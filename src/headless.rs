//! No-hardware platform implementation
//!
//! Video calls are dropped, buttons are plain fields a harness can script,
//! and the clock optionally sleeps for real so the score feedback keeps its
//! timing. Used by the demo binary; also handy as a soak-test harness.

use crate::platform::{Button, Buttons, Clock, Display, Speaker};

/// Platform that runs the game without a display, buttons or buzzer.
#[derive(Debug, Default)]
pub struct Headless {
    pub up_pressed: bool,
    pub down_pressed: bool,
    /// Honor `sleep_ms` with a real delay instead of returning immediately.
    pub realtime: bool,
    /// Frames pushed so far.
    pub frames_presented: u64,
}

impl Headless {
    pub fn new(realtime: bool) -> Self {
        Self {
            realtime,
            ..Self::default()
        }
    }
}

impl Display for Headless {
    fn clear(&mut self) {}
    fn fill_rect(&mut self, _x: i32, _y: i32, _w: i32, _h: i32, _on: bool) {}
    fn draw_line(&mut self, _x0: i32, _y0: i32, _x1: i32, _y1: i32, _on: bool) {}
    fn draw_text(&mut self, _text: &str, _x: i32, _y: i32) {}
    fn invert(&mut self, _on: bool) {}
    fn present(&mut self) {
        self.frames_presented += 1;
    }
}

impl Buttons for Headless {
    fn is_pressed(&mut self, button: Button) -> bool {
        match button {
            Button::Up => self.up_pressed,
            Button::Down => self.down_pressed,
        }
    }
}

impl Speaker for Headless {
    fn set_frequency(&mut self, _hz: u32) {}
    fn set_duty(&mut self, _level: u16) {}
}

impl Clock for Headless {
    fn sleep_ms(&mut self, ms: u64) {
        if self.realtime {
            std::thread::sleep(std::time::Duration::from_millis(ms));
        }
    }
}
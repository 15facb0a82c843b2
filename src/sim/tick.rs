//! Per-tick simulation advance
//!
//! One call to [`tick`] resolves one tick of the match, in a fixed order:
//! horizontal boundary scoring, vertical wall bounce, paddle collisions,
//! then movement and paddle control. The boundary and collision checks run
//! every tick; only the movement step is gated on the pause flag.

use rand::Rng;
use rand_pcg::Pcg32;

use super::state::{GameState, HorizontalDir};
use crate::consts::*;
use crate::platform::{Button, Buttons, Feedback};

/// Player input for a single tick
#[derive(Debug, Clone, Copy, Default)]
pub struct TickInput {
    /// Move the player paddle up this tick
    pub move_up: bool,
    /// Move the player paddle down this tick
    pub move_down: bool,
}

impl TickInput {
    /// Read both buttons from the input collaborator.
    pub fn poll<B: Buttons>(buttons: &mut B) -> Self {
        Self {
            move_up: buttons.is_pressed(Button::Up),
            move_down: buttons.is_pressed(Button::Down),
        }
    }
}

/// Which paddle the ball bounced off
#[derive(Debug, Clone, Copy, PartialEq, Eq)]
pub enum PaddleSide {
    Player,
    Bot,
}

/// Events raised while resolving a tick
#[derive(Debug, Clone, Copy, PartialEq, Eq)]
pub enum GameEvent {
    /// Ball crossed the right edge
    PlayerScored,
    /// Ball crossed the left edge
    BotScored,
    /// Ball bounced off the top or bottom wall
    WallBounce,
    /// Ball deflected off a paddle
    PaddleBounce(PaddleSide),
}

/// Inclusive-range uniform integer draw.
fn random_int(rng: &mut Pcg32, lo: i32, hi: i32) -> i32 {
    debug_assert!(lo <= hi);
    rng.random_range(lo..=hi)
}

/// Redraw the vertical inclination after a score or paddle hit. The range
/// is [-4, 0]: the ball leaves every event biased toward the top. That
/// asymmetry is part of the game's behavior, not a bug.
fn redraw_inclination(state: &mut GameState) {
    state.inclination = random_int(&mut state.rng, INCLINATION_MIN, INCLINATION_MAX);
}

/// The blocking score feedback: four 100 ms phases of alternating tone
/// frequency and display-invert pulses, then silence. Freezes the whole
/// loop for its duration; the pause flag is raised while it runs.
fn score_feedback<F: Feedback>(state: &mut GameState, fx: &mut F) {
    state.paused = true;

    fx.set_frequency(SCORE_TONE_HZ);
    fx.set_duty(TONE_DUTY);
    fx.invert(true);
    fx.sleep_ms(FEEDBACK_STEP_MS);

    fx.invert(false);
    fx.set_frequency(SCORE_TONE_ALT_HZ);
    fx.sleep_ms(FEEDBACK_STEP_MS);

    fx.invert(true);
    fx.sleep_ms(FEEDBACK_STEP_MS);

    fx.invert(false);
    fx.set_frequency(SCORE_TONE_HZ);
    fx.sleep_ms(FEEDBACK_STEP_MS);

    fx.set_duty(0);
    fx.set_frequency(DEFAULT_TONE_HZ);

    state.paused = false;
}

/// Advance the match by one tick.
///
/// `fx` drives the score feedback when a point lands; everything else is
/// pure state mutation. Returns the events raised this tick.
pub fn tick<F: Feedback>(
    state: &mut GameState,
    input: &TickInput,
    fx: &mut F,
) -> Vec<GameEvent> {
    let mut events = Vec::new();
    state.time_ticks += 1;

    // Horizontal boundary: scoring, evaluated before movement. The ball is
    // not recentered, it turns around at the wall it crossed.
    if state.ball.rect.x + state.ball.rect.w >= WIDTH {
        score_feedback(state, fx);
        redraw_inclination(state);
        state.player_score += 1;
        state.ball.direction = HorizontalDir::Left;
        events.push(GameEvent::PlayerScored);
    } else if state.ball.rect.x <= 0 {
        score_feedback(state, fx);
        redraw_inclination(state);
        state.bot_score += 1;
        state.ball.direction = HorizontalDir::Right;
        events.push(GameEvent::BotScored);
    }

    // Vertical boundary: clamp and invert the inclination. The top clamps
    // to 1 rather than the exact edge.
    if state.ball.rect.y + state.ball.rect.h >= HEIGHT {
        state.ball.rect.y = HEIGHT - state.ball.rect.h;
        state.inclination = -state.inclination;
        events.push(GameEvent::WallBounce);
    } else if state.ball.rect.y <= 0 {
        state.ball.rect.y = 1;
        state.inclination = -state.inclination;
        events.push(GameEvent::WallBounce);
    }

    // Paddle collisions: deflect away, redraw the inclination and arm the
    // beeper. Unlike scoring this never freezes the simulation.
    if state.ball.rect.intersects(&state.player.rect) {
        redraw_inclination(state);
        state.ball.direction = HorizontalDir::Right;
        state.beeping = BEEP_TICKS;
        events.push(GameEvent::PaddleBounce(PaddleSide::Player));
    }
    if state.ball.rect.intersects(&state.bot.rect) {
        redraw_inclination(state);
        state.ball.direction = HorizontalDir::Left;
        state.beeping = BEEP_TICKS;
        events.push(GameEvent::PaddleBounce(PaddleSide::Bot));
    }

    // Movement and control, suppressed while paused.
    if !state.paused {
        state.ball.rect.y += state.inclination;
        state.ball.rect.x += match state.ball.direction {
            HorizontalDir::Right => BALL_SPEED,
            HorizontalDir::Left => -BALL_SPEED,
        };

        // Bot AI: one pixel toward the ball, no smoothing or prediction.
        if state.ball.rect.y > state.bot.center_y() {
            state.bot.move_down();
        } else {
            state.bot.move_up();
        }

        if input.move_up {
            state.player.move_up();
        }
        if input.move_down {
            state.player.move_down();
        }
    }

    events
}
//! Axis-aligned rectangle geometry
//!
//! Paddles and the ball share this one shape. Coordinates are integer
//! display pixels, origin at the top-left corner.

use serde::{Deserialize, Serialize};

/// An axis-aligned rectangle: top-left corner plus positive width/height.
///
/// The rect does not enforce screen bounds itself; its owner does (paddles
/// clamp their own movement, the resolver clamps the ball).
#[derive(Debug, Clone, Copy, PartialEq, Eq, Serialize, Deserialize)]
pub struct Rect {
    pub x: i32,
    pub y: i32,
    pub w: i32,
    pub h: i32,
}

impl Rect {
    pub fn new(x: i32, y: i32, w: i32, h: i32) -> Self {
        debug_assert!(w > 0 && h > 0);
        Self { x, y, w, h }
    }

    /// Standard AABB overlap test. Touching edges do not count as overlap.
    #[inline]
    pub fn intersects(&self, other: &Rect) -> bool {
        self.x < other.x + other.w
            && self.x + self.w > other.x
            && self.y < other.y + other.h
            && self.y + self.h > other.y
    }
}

---

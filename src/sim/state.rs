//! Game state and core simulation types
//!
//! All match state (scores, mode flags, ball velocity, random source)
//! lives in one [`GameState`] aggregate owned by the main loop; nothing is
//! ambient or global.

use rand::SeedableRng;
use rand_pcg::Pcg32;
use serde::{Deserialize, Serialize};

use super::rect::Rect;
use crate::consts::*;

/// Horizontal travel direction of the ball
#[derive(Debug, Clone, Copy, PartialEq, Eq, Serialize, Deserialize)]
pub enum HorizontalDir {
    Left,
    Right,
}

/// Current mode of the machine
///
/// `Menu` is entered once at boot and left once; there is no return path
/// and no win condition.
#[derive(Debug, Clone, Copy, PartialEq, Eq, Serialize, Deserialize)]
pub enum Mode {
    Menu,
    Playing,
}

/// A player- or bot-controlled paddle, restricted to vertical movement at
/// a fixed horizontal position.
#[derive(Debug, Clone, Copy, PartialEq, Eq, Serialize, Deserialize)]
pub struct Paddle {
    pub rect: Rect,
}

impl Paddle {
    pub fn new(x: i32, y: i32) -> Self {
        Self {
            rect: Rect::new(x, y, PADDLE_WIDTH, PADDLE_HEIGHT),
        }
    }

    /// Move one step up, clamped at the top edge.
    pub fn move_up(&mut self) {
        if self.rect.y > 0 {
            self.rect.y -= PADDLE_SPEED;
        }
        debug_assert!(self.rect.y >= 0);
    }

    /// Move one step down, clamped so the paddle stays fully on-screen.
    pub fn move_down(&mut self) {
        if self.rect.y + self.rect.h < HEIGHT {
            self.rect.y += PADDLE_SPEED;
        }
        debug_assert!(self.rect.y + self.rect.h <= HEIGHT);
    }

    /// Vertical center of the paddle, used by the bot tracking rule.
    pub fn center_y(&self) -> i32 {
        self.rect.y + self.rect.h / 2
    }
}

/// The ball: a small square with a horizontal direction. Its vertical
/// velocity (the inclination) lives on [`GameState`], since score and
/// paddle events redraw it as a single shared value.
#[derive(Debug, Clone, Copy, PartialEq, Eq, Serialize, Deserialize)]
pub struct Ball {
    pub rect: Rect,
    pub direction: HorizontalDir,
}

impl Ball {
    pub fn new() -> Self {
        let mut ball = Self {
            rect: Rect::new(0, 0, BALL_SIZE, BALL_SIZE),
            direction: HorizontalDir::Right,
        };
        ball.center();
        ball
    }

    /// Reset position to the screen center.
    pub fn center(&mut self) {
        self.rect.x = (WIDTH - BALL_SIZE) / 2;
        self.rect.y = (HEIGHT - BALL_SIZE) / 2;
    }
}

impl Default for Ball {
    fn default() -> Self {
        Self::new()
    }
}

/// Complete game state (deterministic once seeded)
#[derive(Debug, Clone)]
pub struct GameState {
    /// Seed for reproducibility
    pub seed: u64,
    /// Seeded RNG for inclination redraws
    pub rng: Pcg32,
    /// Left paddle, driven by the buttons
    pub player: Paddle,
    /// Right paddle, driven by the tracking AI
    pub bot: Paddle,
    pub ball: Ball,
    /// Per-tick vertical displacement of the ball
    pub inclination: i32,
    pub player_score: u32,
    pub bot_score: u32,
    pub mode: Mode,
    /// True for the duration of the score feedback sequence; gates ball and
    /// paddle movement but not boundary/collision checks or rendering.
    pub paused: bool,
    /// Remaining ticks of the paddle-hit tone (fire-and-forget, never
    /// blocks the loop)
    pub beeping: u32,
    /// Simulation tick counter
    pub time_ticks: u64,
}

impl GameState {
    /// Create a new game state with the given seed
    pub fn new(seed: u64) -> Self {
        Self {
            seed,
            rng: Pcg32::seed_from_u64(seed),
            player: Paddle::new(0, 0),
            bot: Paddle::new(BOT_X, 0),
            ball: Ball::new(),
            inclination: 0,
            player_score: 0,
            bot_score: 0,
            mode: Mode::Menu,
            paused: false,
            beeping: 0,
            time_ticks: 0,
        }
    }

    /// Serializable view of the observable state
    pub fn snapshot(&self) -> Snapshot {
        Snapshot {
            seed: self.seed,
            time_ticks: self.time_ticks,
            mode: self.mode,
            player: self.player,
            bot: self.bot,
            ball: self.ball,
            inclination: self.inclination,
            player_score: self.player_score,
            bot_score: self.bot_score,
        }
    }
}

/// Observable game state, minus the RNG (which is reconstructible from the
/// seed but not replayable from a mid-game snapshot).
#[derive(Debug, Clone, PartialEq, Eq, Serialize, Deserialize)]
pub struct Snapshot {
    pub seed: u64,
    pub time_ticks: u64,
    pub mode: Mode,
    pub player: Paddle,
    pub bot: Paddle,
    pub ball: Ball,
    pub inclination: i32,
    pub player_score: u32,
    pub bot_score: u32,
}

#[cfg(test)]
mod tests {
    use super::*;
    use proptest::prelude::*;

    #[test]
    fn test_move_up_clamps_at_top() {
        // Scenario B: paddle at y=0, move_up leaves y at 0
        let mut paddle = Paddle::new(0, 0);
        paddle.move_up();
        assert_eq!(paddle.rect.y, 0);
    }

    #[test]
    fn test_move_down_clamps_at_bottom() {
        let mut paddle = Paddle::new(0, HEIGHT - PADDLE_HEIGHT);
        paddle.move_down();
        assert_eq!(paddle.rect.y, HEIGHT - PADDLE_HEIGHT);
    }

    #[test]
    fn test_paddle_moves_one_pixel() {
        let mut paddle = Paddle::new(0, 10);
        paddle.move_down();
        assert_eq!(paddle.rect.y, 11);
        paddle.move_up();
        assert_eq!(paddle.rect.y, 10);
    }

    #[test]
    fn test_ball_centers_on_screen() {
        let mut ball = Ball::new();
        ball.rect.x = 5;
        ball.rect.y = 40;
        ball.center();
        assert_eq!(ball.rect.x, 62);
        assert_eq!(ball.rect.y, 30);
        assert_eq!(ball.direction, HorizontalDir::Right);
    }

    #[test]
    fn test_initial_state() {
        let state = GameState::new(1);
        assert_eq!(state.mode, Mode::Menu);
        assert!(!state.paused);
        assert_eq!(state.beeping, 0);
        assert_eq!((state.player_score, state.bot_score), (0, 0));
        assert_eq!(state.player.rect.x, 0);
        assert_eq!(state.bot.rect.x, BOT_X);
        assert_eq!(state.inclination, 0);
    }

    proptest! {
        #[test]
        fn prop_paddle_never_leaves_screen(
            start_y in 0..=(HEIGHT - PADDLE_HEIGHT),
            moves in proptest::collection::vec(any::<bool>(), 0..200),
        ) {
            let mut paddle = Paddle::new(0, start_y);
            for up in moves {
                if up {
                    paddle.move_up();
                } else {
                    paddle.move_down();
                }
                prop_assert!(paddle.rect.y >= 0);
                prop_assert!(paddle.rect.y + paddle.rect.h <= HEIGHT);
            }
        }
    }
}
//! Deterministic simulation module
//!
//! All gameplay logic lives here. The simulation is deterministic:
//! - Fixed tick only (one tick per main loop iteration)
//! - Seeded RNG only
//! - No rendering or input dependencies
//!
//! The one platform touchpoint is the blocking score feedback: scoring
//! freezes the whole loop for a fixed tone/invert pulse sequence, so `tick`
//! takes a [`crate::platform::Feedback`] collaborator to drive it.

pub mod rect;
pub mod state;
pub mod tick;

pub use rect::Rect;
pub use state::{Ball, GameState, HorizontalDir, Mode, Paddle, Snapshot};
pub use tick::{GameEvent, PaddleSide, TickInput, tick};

*Activity:* Tally the lines of the data that contain the string "HorizontalDir" and report the total alone.

*Result of this exercise:* 12